Nach Angaben des Gesamtverbandes der Deutschen Versicherungswirtschaft (GDV) wurden 2020 rund 280.000 fondsgebundene Rentenversicherungen gegen laufenden Beitrag neu abgeschlossen. Hinzu kamen rund 37.500 Neuverträge gegen Einmalbeitrag. Alles in allem ein Plus von 42 Prozent gegenüber dem Vor-Corona-Jahr 2019. Mittlerweile halten 4,3 Millionen Menschen in Deutschland eine fondsgebunden Rentenversicherung und weitere 2,6 Millionen die fondsgebundene Kapitallebensversicherung für eine durchaus vertrauenswürdige und attraktive Alternative für die Altersvorsorge.
Das Zutrauen in Wertpapiere als Vorsorgeinstrument wächst auf ein Rekordniveau.
Nun ist Standard Life von seiner DNA her ohnehin auf Fondspolicen ohne Garantien ausgerichtet. Aber auch andere Wettbewerber justieren den Kompass neu. „Bei vielen Kunden hat ein Umdenken stattgefunden. Die Menschen stehen den Chancen der Kapitalmärkte heute deutlich aufgeschlossener gegenüber, als ihnen gemeinhin unterstellt wird“, sagt etwa Thomas Luer, Vorstand für den Makler- und Kooperationsvertriebe bei HDI Leben. Luer stützt seine Aussage auf die Erkenntnisse einer repräsentative Berufe-Studie, die das Meinungsforschungsinstitut YouGov 2021 für HDI durchgeführt hatte.
Danach hat sich jeder vierte Berufstätige in Deutschland in der Corona-Pandemie stärker mit Finanzen und Geldanlage beschäftigt als zuvor. „Das Zutrauen in Wertpapiere als Vorsorgeinstrument wächst auf ein Rekordniveau und das für sich genommen, ist eine Sensation“, so Luer. Keine andere Form der Altersvorsorge steige gegenüber 2020 derart in der Gunst der Berufstätigen wie Aktien und Fonds. „Sie springen von Platz sechs im Vorjahr auf nun Platz zwei bei der Frage, in welche Form der Altersvorsorge das größte Vertrauen besteht. Nur ein Eigenheim erhält in der aktuellen Umfrage das größere Vertrauen, wenn es um die Zukunftssicherung geht“, erklärt Luer.

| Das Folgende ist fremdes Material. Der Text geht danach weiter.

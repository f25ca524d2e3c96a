//! Logging initialization and configuration.

use crate::config::LogFormat;
use tracing_subscriber::{fmt, layer::SubscriberExt, util::SubscriberInitExt, EnvFilter};

/// Initialize the logging system.
///
/// # Arguments
///
/// * `level` - Log level filter (e.g., "info", "debug")
/// * `format` - Log output format (json or pretty)
pub fn init_logging(level: &str, format: &LogFormat) {
    let filter = EnvFilter::try_from_default_env().unwrap_or_else(|_| EnvFilter::new(level));

    let registry = tracing_subscriber::registry().with(filter);

    match format {
        LogFormat::Json => {
            registry.with(fmt::layer().json()).init();
        }
        LogFormat::Pretty => {
            registry.with(fmt::layer().pretty()).init();
        }
    }
}

#[cfg(test)]
mod tests {
    use super::*;

    // Note: Can only init logging once per process, so we don't test init_logging directly
    #[test]
    fn test_log_format_variants() {
        assert_eq!(LogFormat::Json, LogFormat::Json);
        assert_eq!(LogFormat::Pretty, LogFormat::Pretty);
        assert_ne!(LogFormat::Json, LogFormat::Pretty);
    }
}
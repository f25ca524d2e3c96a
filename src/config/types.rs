//! Configuration data types: the YAML grammar as serde structures.
//!
//! The grammar is permissive at this layer (everything optional, raw
//! strings for protocols and durations); semantic checks live in
//! [`crate::config::validation`], which turns these into typed specs with
//! indexed error messages.

use serde::{Deserialize, Serialize};

/// Root configuration document.
#[derive(Debug, Clone, Default, Deserialize, Serialize)]
pub struct Config {
    /// Server-wide settings and the default-service template.
    #[serde(default)]
    pub server: ServerSection,

    /// Front-end services; a sequence or a single mapping.
    #[serde(default)]
    pub services: OneOrMany<ServiceSection>,
}

/// The `server:` mapping.
#[derive(Debug, Clone, Deserialize, Serialize)]
pub struct ServerSection {
    /// Server-wide connection budget.
    #[serde(default = "default_server_max_connections")]
    pub max_connections: u16,

    /// Interprocess port. Reserved; parsed but unused.
    #[serde(default = "default_com_port")]
    pub com_port: u16,

    /// Log level: trace, debug, info, warn, error.
    #[serde(default = "default_log_level")]
    pub log_level: String,

    /// Log output format.
    #[serde(default)]
    pub log_format: LogFormat,

    /// Buffer pool sizing overrides for the default service template.
    #[serde(default, skip_serializing_if = "Option::is_none")]
    pub buffer: Option<BufferSection>,
}

impl Default for ServerSection {
    fn default() -> Self {
        Self {
            max_connections: default_server_max_connections(),
            com_port: default_com_port(),
            log_level: default_log_level(),
            log_format: LogFormat::default(),
            buffer: None,
        }
    }
}

/// Log output format.
#[derive(Debug, Clone, Default, Deserialize, Serialize, PartialEq, Eq)]
#[serde(rename_all = "lowercase")]
pub enum LogFormat {
    Json,
    #[default]
    Pretty,
}

/// Buffer pool sizing in the `server:` template.
#[derive(Debug, Clone, Default, Deserialize, Serialize)]
pub struct BufferSection {
    /// Bytes per buffer.
    pub size: Option<usize>,
    /// Buffers preallocated per service.
    pub preallocation: Option<usize>,
    /// Upper bound on live buffers per service.
    pub max: Option<usize>,
    /// Reserve queue depth per service.
    pub reserve: Option<usize>,
    /// Buffers minted per refill cycle.
    pub batch: Option<usize>,
}

/// One entry under `services:`.
#[derive(Debug, Clone, Default, Deserialize, Serialize)]
pub struct ServiceSection {
    /// Unique name; auto-generated when omitted.
    #[serde(default, skip_serializing_if = "Option::is_none")]
    pub name: Option<String>,

    /// tcp | udp | http | https. Mandatory.
    pub protocol: Option<String>,

    /// Dotted-quad address to bind. Mandatory.
    pub host: Option<String>,

    /// Port to bind. Mandatory and non-zero.
    pub port: Option<u16>,

    /// roundrobin | rr | connectioncount | cc. Defaults to round-robin.
    #[serde(default, skip_serializing_if = "Option::is_none")]
    pub balancing: Option<String>,

    /// Session lifetime: `<int>[s|m|h|d]`, or disabled/false/empty.
    #[serde(default, skip_serializing_if = "Option::is_none")]
    pub session: Option<String>,

    /// Per-service peer budget.
    #[serde(default, skip_serializing_if = "Option::is_none")]
    pub max_connections: Option<u32>,

    /// Reserved; parsed and ignored.
    #[serde(default, skip_serializing_if = "Option::is_none")]
    pub monitor: Option<serde_yaml::Value>,

    /// Back-end nodes; a sequence or a single mapping.
    #[serde(default)]
    pub nodes: OneOrMany<NodeSection>,
}

/// One entry under a service's `nodes:`.
#[derive(Debug, Clone, Default, Deserialize, Serialize)]
pub struct NodeSection {
    /// Unique name; auto-generated when omitted.
    #[serde(default, skip_serializing_if = "Option::is_none")]
    pub name: Option<String>,

    /// tcp | udp | http | https. Mandatory.
    pub protocol: Option<String>,

    /// Dotted-quad address. Mandatory.
    pub host: Option<String>,

    /// Port. Mandatory and non-zero.
    pub port: Option<u16>,
}

/// A YAML value that may be a single mapping or a sequence of them.
#[derive(Debug, Clone, Deserialize, Serialize)]
#[serde(untagged)]
pub enum OneOrMany<T> {
    One(T),
    Many(Vec<T>),
}

impl<T> OneOrMany<T> {
    pub fn iter(&self) -> std::slice::Iter<'_, T> {
        match self {
            OneOrMany::One(item) => std::slice::from_ref(item).iter(),
            OneOrMany::Many(items) => items.iter(),
        }
    }

    pub fn len(&self) -> usize {
        match self {
            OneOrMany::One(_) => 1,
            OneOrMany::Many(items) => items.len(),
        }
    }

    pub fn is_empty(&self) -> bool {
        self.len() == 0
    }
}

impl<T> Default for OneOrMany<T> {
    fn default() -> Self {
        OneOrMany::Many(Vec::new())
    }
}

fn default_server_max_connections() -> u16 {
    1024
}

fn default_com_port() -> u16 {
    240
}

fn default_log_level() -> String {
    "info".to_string()
}

#[cfg(test)]
mod tests {
    use super::*;

    #[test]
    fn test_defaults() {
        let config: Config = serde_yaml::from_str("{}").unwrap();
        assert_eq!(config.server.max_connections, 1024);
        assert_eq!(config.server.com_port, 240);
        assert_eq!(config.server.log_level, "info");
        assert_eq!(config.server.log_format, LogFormat::Pretty);
        assert!(config.services.is_empty());
    }

    #[test]
    fn test_services_as_sequence() {
        let yaml = r#"
services:
  - protocol: tcp
    host: 0.0.0.0
    port: 9000
  - protocol: tcp
    host: 0.0.0.0
    port: 9001
"#;
        let config: Config = serde_yaml::from_str(yaml).unwrap();
        assert_eq!(config.services.len(), 2);
    }

    #[test]
    fn test_services_as_single_mapping() {
        let yaml = r#"
services:
  protocol: tcp
  host: 0.0.0.0
  port: 9000
  nodes:
    protocol: tcp
    host: 127.0.0.1
    port: 9100
"#;
        let config: Config = serde_yaml::from_str(yaml).unwrap();
        assert_eq!(config.services.len(), 1);
        let service = config.services.iter().next().unwrap();
        assert_eq!(service.port, Some(9000));
        assert_eq!(service.nodes.len(), 1);
    }

    #[test]
    fn test_monitor_is_tolerated() {
        let yaml = r#"
services:
  - protocol: tcp
    host: 0.0.0.0
    port: 9000
    monitor:
      interval: 5s
"#;
        let config: Config = serde_yaml::from_str(yaml).unwrap();
        assert!(config.services.iter().next().unwrap().monitor.is_some());
    }
}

Was die Berufe-Studie noch zeigt ist, dass gerade jüngere Menschen den Kapitalmärkten und damit verbundenen Chancen offener gegenüberstehen: So vertrauen rund 30 Prozent der 20- bis 29-jährigen bei der Altersvorsorge börsennotierten Wertpapieren. Zum Vergleich: Nur halb so viele setzen ihr größtes Vertrauen in die gesetzliche Rente. Auch bei den bis zu 44-jährigen sind die Werte ähnlich.